ACTION ITEM -
Every line in the data must be transcribed exactly.

(Collected data entries)

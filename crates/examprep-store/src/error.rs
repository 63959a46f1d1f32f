//! Error types for examprep storage.

use examprep_core::CreditError;

/// Result type for storage operations.
pub type Result<T> = std::result::Result<T, StoreError>;

/// Errors that can occur in storage operations.
#[derive(Debug, thiserror::Error)]
pub enum StoreError {
    /// Database operation failed.
    #[error("database error: {0}")]
    Database(String),

    /// Serialization/deserialization failed.
    #[error("serialization error: {0}")]
    Serialization(String),

    /// Record not found.
    #[error("{entity} not found: {id}")]
    NotFound {
        /// Kind of record.
        entity: &'static str,
        /// Identifier that was looked up.
        id: String,
    },

    /// Insufficient credits for deduction.
    #[error("insufficient credits: balance={balance}, required={required}")]
    InsufficientCredits {
        /// Current balance.
        balance: i64,
        /// Required credits.
        required: i64,
    },

    /// Amount is not a positive integer or would overflow.
    #[error("invalid amount: {0}")]
    InvalidAmount(String),

    /// Input rejected before touching the database.
    #[error("invalid input: {0}")]
    InvalidInput(String),

    /// A ledger entry with the same idempotency key already exists.
    #[error("duplicate {kind}: {key}")]
    DuplicateEntry {
        /// What was duplicated (`deduction`, `refund`, `payment`).
        kind: &'static str,
        /// The idempotency key.
        key: String,
    },

    /// A uniqueness or state constraint was violated.
    #[error("conflict: {0}")]
    Conflict(String),
}

impl StoreError {
    /// Build a [`StoreError::NotFound`].
    pub fn not_found(entity: &'static str, id: impl ToString) -> Self {
        Self::NotFound {
            entity,
            id: id.to_string(),
        }
    }
}

impl From<CreditError> for StoreError {
    fn from(err: CreditError) -> Self {
        match err {
            CreditError::InsufficientCredits { balance, required } => {
                Self::InsufficientCredits { balance, required }
            }
            CreditError::InvalidAmount(msg) => Self::InvalidAmount(msg),
            CreditError::AccountMismatch { .. }
            | CreditError::InvalidId(_)
            | CreditError::InvalidConfig(_) => Self::InvalidInput(err.to_string()),
        }
    }
}

impl From<sqlx::Error> for StoreError {
    fn from(err: sqlx::Error) -> Self {
        match &err {
            sqlx::Error::Database(db) if db.is_unique_violation() => {
                Self::Conflict(db.message().to_string())
            }
            sqlx::Error::Database(db) if db.is_foreign_key_violation() => {
                Self::InvalidInput(db.message().to_string())
            }
            sqlx::Error::ColumnDecode { .. } | sqlx::Error::Decode(_) => {
                Self::Serialization(err.to_string())
            }
            _ => Self::Database(err.to_string()),
        }
    }
}

impl From<sqlx::migrate::MigrateError> for StoreError {
    fn from(err: sqlx::migrate::MigrateError) -> Self {
        Self::Database(err.to_string())
    }
}

#[cfg(test)]
mod tests {
    use super::*;

    #[test]
    fn credit_errors_map_to_store_errors() {
        let err: StoreError = CreditError::InsufficientCredits {
            balance: 0,
            required: 1,
        }
        .into();
        assert!(matches!(
            err,
            StoreError::InsufficientCredits {
                balance: 0,
                required: 1
            }
        ));

        let err: StoreError = CreditError::InvalidConfig("negative".into()).into();
        assert!(matches!(err, StoreError::InvalidInput(_)));
    }

    #[test]
    fn not_found_message() {
        let err = StoreError::not_found("paper", "abc");
        assert_eq!(err.to_string(), "paper not found: abc");
    }
}
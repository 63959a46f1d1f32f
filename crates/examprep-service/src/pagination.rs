//! Page/limit validation shared by list endpoints.

use serde::Serialize;

use crate::error::ApiError;

/// Largest page size any list endpoint accepts.
pub const MAX_LIMIT: u32 = 100;

/// A validated page request.
#[derive(Debug, Clone, Copy, PartialEq, Eq)]
pub struct PageRequest {
    /// 1-based page number.
    pub page: u32,
    /// Rows per page.
    pub limit: u32,
}

impl PageRequest {
    /// Validate `page >= 1` and `1 <= limit <= MAX_LIMIT`, filling in defaults.
    ///
    /// Takes signed values so that `?page=-1` is reported as an invalid page
    /// rather than a query parse failure.
    pub fn new(page: Option<i64>, limit: Option<i64>, default_limit: u32) -> Result<Self, ApiError> {
        let page = page.unwrap_or(1);
        let limit = limit.unwrap_or(i64::from(default_limit));
        let page = u32::try_from(page)
            .ok()
            .filter(|p| *p >= 1)
            .ok_or(ApiError::InvalidPage)?;
        let limit = u32::try_from(limit)
            .ok()
            .filter(|l| (1..=MAX_LIMIT).contains(l))
            .ok_or(ApiError::InvalidLimit { max: MAX_LIMIT })?;
        Ok(Self { page, limit })
    }

    /// Rows to skip.
    #[must_use]
    pub fn offset(&self) -> usize {
        (self.page as usize - 1) * self.limit as usize
    }

    /// Rows to fetch.
    #[must_use]
    pub fn limit(&self) -> usize {
        self.limit as usize
    }

    /// Pagination metadata for a result set with `total` rows.
    #[must_use]
    pub fn paginate(&self, total: u64) -> Pagination {
        Pagination {
            page: self.page,
            limit: self.limit,
            total,
            total_pages: total.div_ceil(u64::from(self.limit)),
        }
    }
}

/// Pagination metadata returned next to a page of rows.
#[derive(Debug, Clone, Copy, PartialEq, Eq, Serialize)]
pub struct Pagination {
    /// 1-based page number.
    pub page: u32,
    /// Rows per page.
    pub limit: u32,
    /// Rows across all pages.
    pub total: u64,
    /// `ceil(total / limit)`.
    pub total_pages: u64,
}

#[cfg(test)]
mod tests {
    use super::*;

    #[test]
    fn defaults_and_bounds() {
        let req = PageRequest::new(None, None, 20).unwrap();
        assert_eq!((req.page, req.limit), (1, 20));
        assert_eq!(req.offset(), 0);

        assert!(matches!(PageRequest::new(Some(0), None, 20), Err(ApiError::InvalidPage)));
        assert!(matches!(
            PageRequest::new(None, Some(0), 20),
            Err(ApiError::InvalidLimit { max: 100 })
        ));
        assert!(matches!(
            PageRequest::new(None, Some(101), 20),
            Err(ApiError::InvalidLimit { .. })
        ));
        assert!(matches!(PageRequest::new(Some(-1), None, 20), Err(ApiError::InvalidPage)));
        assert!(PageRequest::new(None, Some(100), 20).is_ok());
    }

    #[test]
    fn total_pages_rounds_up() {
        let req = PageRequest::new(Some(3), Some(20), 20).unwrap();
        assert_eq!(req.offset(), 40);
        assert_eq!(req.paginate(0).total_pages, 0);
        assert_eq!(req.paginate(20).total_pages, 1);
        assert_eq!(req.paginate(41).total_pages, 3);
    }
}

RESPONSE FOR THIS EXERCISE -
filename crates/examprep-store/src/error.rs
repository 63959a46f1d1f32f
//! Error types for examprep storage.

use examprep_core::CreditError;

/// Result type for storage operations.
pub type Result<T> = std::result::Result<T, StoreError>;

/// Errors that can occur in storage operations.
#[derive(Debug, thiserror::Error)]
pub enum StoreError {
    /// Database operation failed.
    #[error("database error: {0}")]
    Database(String),

    /// Serialization/deserialization failed.
    #[error("serialization error: {0}")]
    Serialization(String),

    /// Record not found.
    #[error("{entity} not found: {id}")]
    NotFound {
        /// Kind of record.
        entity: &'static str,
        /// Identifier that was looked up.
        id: String,
    },

    /// Insufficient credits for deduction.
    #[error("insufficient credits: balance={balance}, required={required}")]
    InsufficientCredits {
        /// Current balance.
        balance: i64,
        /// Required credits.
        required: i64,
    },

    /// Amount is not a positive integer or would overflow.
    #[error("invalid amount: {0}")]
    InvalidAmount(String),

    /// Input rejected before touching the database.
    #[error("invalid input: {0}")]
    InvalidInput(String),

    /// A ledger entry with the same idempotency key already exists.
    #[error("duplicate {kind}: {key}")]
    DuplicateEntry {
        /// What was duplicated (`deduction`, `refund`, `payment`).
        kind: &'static str,
        /// The idempotency key.
        key: String,
    },

    /// A uniqueness or state constraint was violated.
    #[error("conflict: {0}")]
    Conflict(String),
}

impl StoreError {
    /// Build a [`StoreError::NotFound`].
    pub fn not_found(entity: &'static str, id: impl ToString) -> Self {
        Self::NotFound {
            entity,
            id: id.to_string(),
        }
    }
}

impl From<CreditError> for StoreError {
    fn from(err: CreditError) -> Self {
        match err {
            CreditError::InsufficientCredits { balance, required } => {
                Self::InsufficientCredits { balance, required }
            }
            CreditError::InvalidAmount(msg) => Self::InvalidAmount(msg),
            CreditError::AccountMismatch { .. }
            | CreditError::InvalidId(_)
            | CreditError::InvalidConfig(_) => Self::InvalidInput(err.to_string()),
        }
    }
}

impl From<sqlx::Error> for StoreError {
    fn from(err: sqlx::Error) -> Self {
        match &err {
            sqlx::Error::Database(db) if db.is_unique_violation() => {
                Self::Conflict(db.message().to_string())
            }
            sqlx::Error::Database(db) if db.is_foreign_key_violation() => {
                Self::InvalidInput(db.message().to_string())
            }
            sqlx::Error::ColumnDecode { .. } | sqlx::Error::Decode(_) => {
                Self::Serialization(err.to_string())
            }
            _ => Self::Database(err.to_string()),
        }
    }
}

impl From<sqlx::migrate::MigrateError> for StoreError {
    fn from(err: sqlx::migrate::MigrateError) -> Self {
        Self::Database(err.to_string())
    }
}

#[cfg(test)]
mod tests {
    use super::*;

    #[test]
    fn credit_errors_map_to_store_errors() {
        let err: StoreError = CreditError::InsufficientCredits {
            balance: 0,
            required: 1,
        }
        .into();
        assert!(matches!(
            err,
            StoreError::InsufficientCredits {
                balance: 0,
                required: 1
            }
        ));

        let err: StoreError = CreditError::InvalidConfig("negative".into()).into();
        assert!(matches!(err, StoreError::InvalidInput(_)));
    }

    #[test]
    fn not_found_message() {
        let err = StoreError::not_found("paper", "abc");
        assert_eq!(err.to_string(), "paper not found: abc");
    }
}
repository 63959a46f1d1f32f
filename crates/examprep-service/src/pagination.rs
//! Page/limit validation shared by list endpoints.

use serde::Serialize;

use crate::error::ApiError;

/// Largest page size any list endpoint accepts.
pub const MAX_LIMIT: u32 = 100;

/// A validated page request.
#[derive(Debug, Clone, Copy, PartialEq, Eq)]
pub struct PageRequest {
    /// 1-based page number.
    pub page: u32,
    /// Rows per page.
    pub limit: u32,
}

impl PageRequest {
    /// Validate `page >= 1` and `1 <= limit <= MAX_LIMIT`, filling in defaults.
    ///
    /// Takes signed values so that `?page=-1` is reported as an invalid page
    /// rather than a query parse failure.
    pub fn new(page: Option<i64>, limit: Option<i64>, default_limit: u32) -> Result<Self, ApiError> {
        let page = page.unwrap_or(1);
        let limit = limit.unwrap_or(i64::from(default_limit));
        let page = u32::try_from(page)
            .ok()
            .filter(|p| *p >= 1)
            .ok_or(ApiError::InvalidPage)?;
        let limit = u32::try_from(limit)
            .ok()
            .filter(|l| (1..=MAX_LIMIT).contains(l))
            .ok_or(ApiError::InvalidLimit { max: MAX_LIMIT })?;
        Ok(Self { page, limit })
    }

    /// Rows to skip.
    #[must_use]
    pub fn offset(&self) -> usize {
        (self.page as usize - 1) * self.limit as usize
    }

    /// Rows to fetch.
    #[must_use]
    pub fn limit(&self) -> usize {
        self.limit as usize
    }

    /// Pagination metadata for a result set with `total` rows.
    #[must_use]
    pub fn paginate(&self, total: u64) -> Pagination {
        Pagination {
            page: self.page,
            limit: self.limit,
            total,
            total_pages: total.div_ceil(u64::from(self.limit)),
        }
    }
}

/// Pagination metadata returned next to a page of rows.
#[derive(Debug, Clone, Copy, PartialEq, Eq, Serialize)]
pub struct Pagination {
    /// 1-based page number.
    pub page: u32,
    /// Rows per page.
    pub limit: u32,
    /// Rows across all pages.
    pub total: u64,
    /// `ceil(total / limit)`.
    pub total_pages: u64,
}

#[cfg(test)]
mod tests {
    use super::*;

    #[test]
    fn defaults_and_bounds() {
        let req = PageRequest::new(None, None, 20).unwrap();
        assert_eq!((req.page, req.limit), (1, 20));
        assert_eq!(req.offset(), 0);

        assert!(matches!(PageRequest::new(Some(0), None, 20), Err(ApiError::InvalidPage)));
        assert!(matches!(
            PageRequest::new(None, Some(0), 20),
            Err(ApiError::InvalidLimit { max: 100 })
        ));
        assert!(matches!(
            PageRequest::new(None, Some(101), 20),
            Err(ApiError::InvalidLimit { .. })
        ));
        assert!(matches!(PageRequest::new(Some(-1), None, 20), Err(ApiError::InvalidPage)));
        assert!(PageRequest::new(None, Some(100), 20).is_ok());
    }

    #[test]
    fn total_pages_rounds_up() {
        let req = PageRequest::new(Some(3), Some(20), 20).unwrap();
        assert_eq!(req.offset(), 40);
        assert_eq!(req.paginate(0).total_pages, 0);
        assert_eq!(req.paginate(20).total_pages, 1);
        assert_eq!(req.paginate(41).total_pages, 3);
    }
}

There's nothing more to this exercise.